● **Material for this task**:
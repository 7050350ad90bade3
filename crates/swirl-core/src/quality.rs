//! Codec quality level.

use std::fmt;

use crate::error::QualityError;

/// Lossy compression quality in `[1, 100]`.
///
/// Lower values compress harder at lower fidelity, following conventional
/// JPEG quality semantics.
#[derive(Clone, Copy, Debug, PartialEq, Eq, Hash, PartialOrd, Ord)]
pub struct Quality(u8);

impl Quality {
    /// Strongest compression.
    pub const MIN: Quality = Quality(1);
    /// Highest fidelity.
    pub const MAX: Quality = Quality(100);
    /// Quality used when none is configured.
    pub const DEFAULT: Quality = Quality(75);

    /// Validate a quality value.
    pub fn new(value: i64) -> Result<Self, QualityError> {
        if (1..=100).contains(&value) {
            Ok(Self(value as u8))
        } else {
            Err(QualityError { value })
        }
    }

    /// The quality as a plain integer.
    pub fn get(self) -> u8 {
        self.0
    }
}

impl Default for Quality {
    fn default() -> Self {
        Self::DEFAULT
    }
}

impl fmt::Display for Quality {
    fn fmt(&self, f: &mut fmt::Formatter<'_>) -> fmt::Result {
        write!(f, "{}", self.0)
    }
}

impl TryFrom<i32> for Quality {
    type Error = QualityError;

    fn try_from(value: i32) -> Result<Self, Self::Error> {
        Self::new(value as i64)
    }
}

#[cfg(test)]
mod tests {
    use super::*;

    #[test]
    fn bounds_are_inclusive() {
        assert_eq!(Quality::new(1).unwrap(), Quality::MIN);
        assert_eq!(Quality::new(100).unwrap(), Quality::MAX);
        assert_eq!(Quality::new(0), Err(QualityError { value: 0 }));
        assert_eq!(Quality::new(101), Err(QualityError { value: 101 }));
        assert!(Quality::try_from(-5).is_err());
    }

    #[test]
    fn default_is_seventy_five() {
        assert_eq!(Quality::default().get(), 75);
    }
}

● **Exercise directions**:
Lines before the one containing "pub const MIN: Quality = Quality(1);" are not wanted; please set down that line and every line after it through the end of the material, exactly.

● **Response area**:
    pub const MIN: Quality = Quality(1);
    /// Highest fidelity.
    pub const MAX: Quality = Quality(100);
    /// Quality used when none is configured.
    pub const DEFAULT: Quality = Quality(75);

    /// Validate a quality value.
    pub fn new(value: i64) -> Result<Self, QualityError> {
        if (1..=100).contains(&value) {
            Ok(Self(value as u8))
        } else {
            Err(QualityError { value })
        }
    }

    /// The quality as a plain integer.
    pub fn get(self) -> u8 {
        self.0
    }
}

impl Default for Quality {
    fn default() -> Self {
        Self::DEFAULT
    }
}

impl fmt::Display for Quality {
    fn fmt(&self, f: &mut fmt::Formatter<'_>) -> fmt::Result {
        write!(f, "{}", self.0)
    }
}

impl TryFrom<i32> for Quality {
    type Error = QualityError;

    fn try_from(value: i32) -> Result<Self, Self::Error> {
        Self::new(value as i64)
    }
}

#[cfg(test)]
mod tests {
    use super::*;

    #[test]
    fn bounds_are_inclusive() {
        assert_eq!(Quality::new(1).unwrap(), Quality::MIN);
        assert_eq!(Quality::new(100).unwrap(), Quality::MAX);
        assert_eq!(Quality::new(0), Err(QualityError { value: 0 }));
        assert_eq!(Quality::new(101), Err(QualityError { value: 101 }));
        assert!(Quality::try_from(-5).is_err());
    }

    #[test]
    fn default_is_seventy_five() {
        assert_eq!(Quality::default().get(), 75);
    }
}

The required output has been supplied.